Scott Turow wrote most of his books while taking the train from his home in the northern suburbs to his downtown law office. It is now a bestseller and the bestAn estimated 30 million copies of his books have been sold, read and enjoyed.
His career will reach a turning point on the evening of October 5th. Fuller Prize From the Chicago Literary Hall of Fame during ceremonies at the Harold Washington Library. This award is named after Henry Blake Fuller, an obscure writer, editor, poet, critic and composer who lived from 1857 to 1929. His best-known work is the 1893 novel “The Cliff-Dwellers”.
Previous recipients of this honor include Sandra Cisneros, Gene Wolfe, Harry Mark Petrakis, Haki Madhubuti, Rosellen Brown, Angela Jackson, Stuart Dybek, Sara Paretsky and Sterling Plumpp.
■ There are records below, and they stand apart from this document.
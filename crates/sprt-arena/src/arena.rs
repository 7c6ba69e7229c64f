//! Runs all workers of a match and prints their progress.
//!
//! Workers are blocking tasks on the tokio runtime. The controller owns
//! stdout: it receives [`MatchEvent`]s from every worker and prints them
//! one at a time. A decided SPRT (with `stop_on_verdict`) or ctrl-c, which
//! is watched by its own task, sets the stop flag every worker polls.

use std::path::PathBuf;
use std::sync::atomic::{AtomicBool, Ordering};
use std::sync::Arc;

use thiserror::Error;
use tokio::signal;
use tokio::sync::mpsc;

use crate::aggregate::MatchAggregate;
use crate::authority::GameAuthority;
use crate::debug_log::{prepare_debug_dir, DebugLog};
use crate::engine_channel::EngineCommand;
use crate::opening::Opening;
use crate::report::{MatchEvent, RatingSnapshot};
use crate::sprt::SprtParameters;
use crate::worker::{MatchWorker, SharedMatch, WorkerSettings};

/// Errors that prevent a match from starting.
#[derive(Error, Debug)]
pub enum ArenaError {
    /// The debug directory or a worker transcript could not be created.
    #[error("Failed to prepare debug logs: {0}")]
    DebugLog(#[from] std::io::Error),
    #[error("No opening partitions to play")]
    NoWorkers,
}

/// Everything needed to run a match, already validated.
#[derive(Debug, Clone)]
pub struct ArenaPlan {
    pub engines: [EngineCommand; 2],
    /// One opening partition per worker.
    pub partitions: Vec<Vec<Opening>>,
    pub settings: WorkerSettings,
    pub sprt: SprtParameters,
    pub debug_dir: PathBuf,
    pub stop_on_verdict: bool,
}

/// Runs the match until every worker has stopped.
///
/// Workers stop after ctrl-c, after a decided verdict when
/// `stop_on_verdict` is set, or when their engines fail. Returns the Elo
/// and LLR for the final totals.
pub async fn run<A: GameAuthority>(authority: A, plan: ArenaPlan) -> Result<RatingSnapshot, ArenaError> {
    if plan.partitions.is_empty() {
        return Err(ArenaError::NoWorkers);
    }
    prepare_debug_dir(&plan.debug_dir)?;

    // All transcripts are created before any worker starts.
    let logs = (1..=plan.partitions.len())
        .map(|id| DebugLog::create(&plan.debug_dir, id))
        .collect::<std::io::Result<Vec<_>>>()?;

    let aggregate = Arc::new(MatchAggregate::new());
    let stop = Arc::new(AtomicBool::new(false));
    let (events, mut rx) = mpsc::unbounded_channel();

    let signal_stop = Arc::clone(&stop);
    let ctrl_c = tokio::spawn(async move {
        if signal::ctrl_c().await.is_ok() {
            tracing::info!("Shutdown signal received, finishing games in progress");
            signal_stop.store(true, Ordering::SeqCst);
        }
    });

    let mut handles = Vec::with_capacity(plan.partitions.len());
    for (index, (openings, log)) in plan.partitions.into_iter().zip(logs).enumerate() {
        let id = index + 1;
        let authority = authority.clone();
        let engines = plan.engines.clone();
        let settings = plan.settings;
        let shared = SharedMatch {
            aggregate: Arc::clone(&aggregate),
            sprt: plan.sprt,
            events: events.clone(),
        };
        let stop = Arc::clone(&stop);

        tracing::info!("Starting worker {}", id);
        handles.push(tokio::task::spawn_blocking(move || {
            let failures = shared.events.clone();
            let result = MatchWorker::start(
                id,
                authority,
                &engines,
                openings,
                log,
                settings,
                shared,
            )
            .and_then(|worker| worker.run(&stop));
            if let Err(e) = &result {
                let _ = failures.send(MatchEvent::WorkerFailed {
                    worker: id,
                    error: e.to_string(),
                });
            }
            result
        }));
    }
    // Only workers hold senders now; the loop below ends when all are done.
    drop(events);

    while let Some(event) = rx.recv().await {
        if handle_event(event, plan.stop_on_verdict) {
            stop.store(true, Ordering::SeqCst);
        }
    }

    for handle in handles {
        match handle.await {
            Ok(Ok(played)) => tracing::debug!("Worker finished after {} games", played),
            Ok(Err(_)) => {}
            Err(e) => tracing::error!("Worker task panicked: {}", e),
        }
    }
    ctrl_c.abort();

    Ok(RatingSnapshot::compute(aggregate.snapshot(), &plan.sprt))
}

/// Prints one event. Returns true if the match should stop.
fn handle_event(event: MatchEvent, stop_on_verdict: bool) -> bool {
    match event {
        MatchEvent::GameFinished(summary) => {
            println!("{}", summary);
            false
        }
        MatchEvent::Rating(snapshot) => {
            println!("{}", snapshot);
            if stop_on_verdict && snapshot.verdict.is_decided() {
                tracing::info!("SPRT decided ({}), stopping workers", snapshot.verdict);
                return true;
            }
            false
        }
        MatchEvent::WorkerFailed { worker, error } => {
            tracing::error!("Worker {} stopped: {}", worker, error);
            false
        }
    }
}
It was last year presented to me.
Turow was there that night, and seeing him reminded me of his mother and of those we had talked to many times over the years. Her name was Rita. She died in 2011, but in honor of her 90th birthday the year before I wrote this in Parade magazine, “My father was a medical doctor who was respected and loved by his patients. He endured a difficult upbringing after his mother died when he was just 4 years old. I felt his love at times, but his routine sarcasm and occasional anger often overwhelmed me. Therefore, my mother was my guide. I can say with confidence that I would not be the person I am without his love, support and unlimited belief in me.
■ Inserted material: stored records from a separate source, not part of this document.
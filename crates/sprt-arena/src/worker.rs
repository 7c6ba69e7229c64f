//! Match worker - plays games back to back on its own engine pair.
//!
//! Each worker owns two engine processes and a private slice of the
//! opening book for its whole life. After every game it folds the result
//! into the shared [`MatchAggregate`] and reports progress to the
//! controller.

use std::sync::atomic::{AtomicBool, Ordering};
use std::sync::Arc;
use std::time::Duration;

use thiserror::Error;
use tokio::sync::mpsc::UnboundedSender;

use crate::aggregate::MatchAggregate;
use crate::authority::GameAuthority;
use crate::color::{ColorAssignment, EngineId};
use crate::debug_log::DebugLog;
use crate::engine_channel::{ChannelError, EngineChannel, EngineCommand};
use crate::game_driver::{GameDriver, GameError, GameOutcome, GameRecord};
use crate::opening::{Opening, OpeningError, OpeningSchedule};
use crate::report::{Forfeit, ForfeitKind, GameSummary, MatchEvent, RatingSnapshot};
use crate::sprt::SprtParameters;
use crate::time_control::TimeControl;

/// Errors that stop a worker.
#[derive(Error, Debug)]
pub enum WorkerError {
    /// An engine could not be started or failed its greeting.
    #[error("Failed to start {engine:?}: {source}")]
    Startup {
        engine: EngineId,
        #[source]
        source: ChannelError,
    },
    /// A game was aborted.
    #[error(transparent)]
    Game(#[from] GameError),
    #[error(transparent)]
    Opening(#[from] OpeningError),
}

/// Settings shared by every worker of a match.
#[derive(Debug, Clone, Copy)]
pub struct WorkerSettings {
    pub time_control: TimeControl,
    /// How long past its clock an engine may stay silent before it is
    /// declared dead. Also bounds the startup greeting.
    pub response_grace: Duration,
    /// Print Elo and LLR every this many games (across all workers).
    pub rating_interval: u64,
}

/// State shared between the workers and the controller.
#[derive(Debug, Clone)]
pub struct SharedMatch {
    pub aggregate: Arc<MatchAggregate>,
    pub sprt: SprtParameters,
    pub events: UnboundedSender<MatchEvent>,
}

/// One worker and the engines it owns.
pub struct MatchWorker<A: GameAuthority> {
    id: usize,
    authority: A,
    engines: [EngineChannel; 2],
    schedule: OpeningSchedule,
    settings: WorkerSettings,
    shared: SharedMatch,
}

impl<A: GameAuthority> MatchWorker<A> {
    /// Spawns both engines and greets them.
    ///
    /// # Errors
    ///
    /// Returns [`WorkerError::Startup`] if an engine cannot be spawned or
    /// does not complete the greeting within the response grace, and
    /// [`WorkerError::Opening`] if `openings` is empty.
    pub fn start(
        id: usize,
        authority: A,
        commands: &[EngineCommand; 2],
        openings: Vec<Opening>,
        log: DebugLog,
        settings: WorkerSettings,
        shared: SharedMatch,
    ) -> Result<Self, WorkerError> {
        let schedule = OpeningSchedule::new(openings)?;
        let engine1 = start_engine(EngineId::Engine1, &commands[0], &log, settings)?;
        let engine2 = start_engine(EngineId::Engine2, &commands[1], &log, settings)?;
        tracing::info!(
            "Worker {} started: {} vs {} ({} openings)",
            id,
            engine1.name(),
            engine2.name(),
            schedule.len()
        );

        Ok(Self {
            id,
            authority,
            engines: [engine1, engine2],
            schedule,
            settings,
            shared,
        })
    }

    pub fn id(&self) -> usize {
        self.id
    }

    pub fn engine_name(&self, engine: EngineId) -> &str {
        self.engines[engine.index()].name()
    }

    /// Plays one game, folds it into the match totals and reports it.
    pub fn play_game(&mut self) -> Result<GameRecord, WorkerError> {
        let (opening, seats) = self.schedule.next_game();
        let driver = GameDriver::new(
            &self.authority,
            self.settings.time_control,
            self.settings.response_grace,
        );
        let record = driver.play(&mut self.engines, opening, seats)?;

        let tally = self.shared.aggregate.record(record.outcome, seats);
        self.emit(MatchEvent::GameFinished(GameSummary {
            worker: self.id,
            engine1: self.engine_name(EngineId::Engine1).to_string(),
            engine2: self.engine_name(EngineId::Engine2).to_string(),
            tally,
            forfeit: self.forfeit(record.outcome, seats),
        }));

        if self.settings.rating_interval > 0 && tally.games % self.settings.rating_interval == 0 {
            self.emit(MatchEvent::Rating(RatingSnapshot::compute(
                tally,
                &self.shared.sprt,
            )));
        }

        Ok(record)
    }

    /// Plays games until `stop` is set.
    ///
    /// The flag is checked between games; a game in progress always runs to
    /// completion. Returns the number of games this worker played.
    pub fn run(mut self, stop: &AtomicBool) -> Result<u64, WorkerError> {
        let mut played = 0;
        while !stop.load(Ordering::SeqCst) {
            self.play_game()?;
            played += 1;
        }
        tracing::info!("Worker {} stopped after {} games", self.id, played);
        Ok(played)
    }

    fn forfeit(&self, outcome: GameOutcome, seats: ColorAssignment) -> Option<Forfeit> {
        let kind = match outcome {
            GameOutcome::Normal(_) => return None,
            GameOutcome::Timeout(_) => ForfeitKind::OutOfTime,
            GameOutcome::IllegalMove(_) => ForfeitKind::IllegalMove,
        };
        let loser = seats.engine(outcome.forfeited_by()?);
        Some(Forfeit {
            engine: self.engine_name(loser).to_string(),
            kind,
        })
    }

    fn emit(&self, event: MatchEvent) {
        // The controller may already be gone during shutdown.
        let _ = self.shared.events.send(event);
    }
}

fn start_engine(
    engine: EngineId,
    command: &EngineCommand,
    log: &DebugLog,
    settings: WorkerSettings,
) -> Result<EngineChannel, WorkerError> {
    let label = match engine {
        EngineId::Engine1 => "engine1",
        EngineId::Engine2 => "engine2",
    };
    let startup = |source| WorkerError::Startup { engine, source };
    let mut channel = EngineChannel::spawn_command(command, Some(label), log.clone()).map_err(startup)?;
    channel.handshake(settings.response_grace).map_err(startup)?;
    Ok(channel)
}

#[cfg(test)]
mod tests {
    use super::*;

    #[test]
    fn test_start_missing_engine_returns_startup_error() {
        #[derive(Clone)]
        struct NoRules;
        impl GameAuthority for NoRules {
            type Position = ();
            type Move = ();
            fn parse_position(
                &self,
                _: &str,
            ) -> Result<(), crate::authority::PositionError> {
                Ok(())
            }
            fn serialize(&self, _: &()) -> String {
                String::new()
            }
            fn parse_move(&self, _: &str) -> Option<()> {
                None
            }
            fn is_legal(&self, _: &(), _: &()) -> bool {
                false
            }
            fn apply(&self, _: &(), _: &()) {}
            fn is_terminal(&self, _: &()) -> bool {
                true
            }
            fn result(&self, _: &()) -> crate::authority::ColorResult {
                crate::authority::ColorResult::Draw
            }
        }

        let (events, _rx) = tokio::sync::mpsc::unbounded_channel();
        let shared = SharedMatch {
            aggregate: Arc::new(MatchAggregate::new()),
            sprt: SprtParameters::new(0.0, 5.0, 0.05, 0.05, false).unwrap(),
            events,
        };
        let settings = WorkerSettings {
            time_control: TimeControl::new(1000, 10),
            response_grace: Duration::from_millis(100),
            rating_interval: 10,
        };
        let openings = vec![Opening::parse("x5o/7/7/7/7/7/o5x x 0 1").unwrap()];
        let result = MatchWorker::start(
            1,
            NoRules,
            &[
                EngineCommand::new("/nonexistent/engine1"),
                EngineCommand::new("/nonexistent/engine2"),
            ],
            openings,
            DebugLog::disabled(),
            settings,
            shared,
        );
        assert!(matches!(
            result,
            Err(WorkerError::Startup {
                engine: EngineId::Engine1,
                ..
            })
        ));
    }

    #[test]
    fn test_worker_error_display() {
        let err = WorkerError::Startup {
            engine: EngineId::Engine2,
            source: ChannelError::Closed,
        };
        assert_eq!(
            err.to_string(),
            "Failed to start Engine2: Engine closed its output"
        );
    }
}
//! Shared fixtures for the integration tests.
//!
//! `ScriptedRules` is a toy game: any cell like `b2` is a quiet move,
//! `mate` wins for the side that plays it, `draw` ends the game drawn, and
//! the game is drawn after [`MAX_PLIES`] quiet moves. `a1` is always
//! occupied, so it parses but is illegal.

#![allow(dead_code)]

use std::time::Duration;

use sprt_arena::authority::{ColorResult, GameAuthority, PositionError};
use sprt_arena::debug_log::DebugLog;
use sprt_arena::engine_channel::{EngineChannel, EngineCommand};
use sprt_arena::Color;

pub const MAX_PLIES: u32 = 20;

#[derive(Debug, Clone, Default)]
pub struct ScriptedRules;

#[derive(Debug, Clone, PartialEq, Eq)]
pub struct Board {
    pub to_move: Color,
    pub plies: u32,
    pub finished: Option<ColorResult>,
}

#[derive(Debug, Clone, PartialEq, Eq)]
pub enum ScriptedMove {
    Quiet(String),
    Mate,
    Draw,
}

impl GameAuthority for ScriptedRules {
    type Position = Board;
    type Move = ScriptedMove;

    fn parse_position(&self, position: &str) -> Result<Board, PositionError> {
        let to_move = position
            .split_whitespace()
            .rev()
            .find_map(Color::from_marker)
            .ok_or_else(|| PositionError {
                position: position.to_string(),
                reason: "no side to move".to_string(),
            })?;
        Ok(Board {
            to_move,
            plies: 0,
            finished: None,
        })
    }

    fn serialize(&self, board: &Board) -> String {
        let marker = match board.to_move {
            Color::Red => "x",
            Color::Blue => "o",
        };
        format!("ply{} {}", board.plies, marker)
    }

    fn parse_move(&self, token: &str) -> Option<ScriptedMove> {
        match token {
            "mate" => Some(ScriptedMove::Mate),
            "draw" => Some(ScriptedMove::Draw),
            _ => {
                let mut chars = token.chars();
                match (chars.next(), chars.next(), chars.next()) {
                    (Some('a'..='g'), Some('1'..='7'), None) => {
                        Some(ScriptedMove::Quiet(token.to_string()))
                    }
                    _ => None,
                }
            }
        }
    }

    fn is_legal(&self, board: &Board, mv: &ScriptedMove) -> bool {
        board.finished.is_none() && *mv != ScriptedMove::Quiet("a1".to_string())
    }

    fn apply(&self, board: &Board, mv: &ScriptedMove) -> Board {
        let finished = match mv {
            ScriptedMove::Mate => Some(match board.to_move {
                Color::Red => ColorResult::RedWins,
                Color::Blue => ColorResult::BlueWins,
            }),
            ScriptedMove::Draw => Some(ColorResult::Draw),
            ScriptedMove::Quiet(_) => None,
        };
        Board {
            to_move: board.to_move.opposite(),
            plies: board.plies + 1,
            finished,
        }
    }

    fn is_terminal(&self, board: &Board) -> bool {
        board.finished.is_some() || board.plies >= MAX_PLIES
    }

    fn result(&self, board: &Board) -> ColorResult {
        board.finished.unwrap_or(ColorResult::Draw)
    }
}

/// The scripted engine binary started with `args`.
pub fn scripted_engine(args: &[&str]) -> EngineCommand {
    EngineCommand::new(env!("CARGO_BIN_EXE_scripted-engine")).args(args.iter().copied())
}

/// Spawns and greets a scripted engine.
pub fn channel(command: &EngineCommand, label: &str, log: &DebugLog) -> EngineChannel {
    let mut engine = EngineChannel::spawn_command(command, Some(label), log.clone()).unwrap();
    engine.handshake(Duration::from_secs(5)).unwrap();
    engine
}

pub fn opening_line(marker: &str, n: usize) -> String {
    format!("x5o/7/7/7/7/7/o5x {} {} 1", marker, n)
}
Turow grew up with him in West Rogers Park. The family moved north, allowing him to attend New Trier High School, where he wrote and became editor of the school newspaper. He attended Amherst College, won a prestigious scholarship to Stanford University’s creative writing program, and later taught there. But he decided to turn down a teaching position at the University of Rochester to attend Harvard Law School.
His first book was “One L” and was about Turow’s first year in law school. The New York Times wrote that it “should be read by anyone considering going to law school.” Or anyone who is worried about being human.”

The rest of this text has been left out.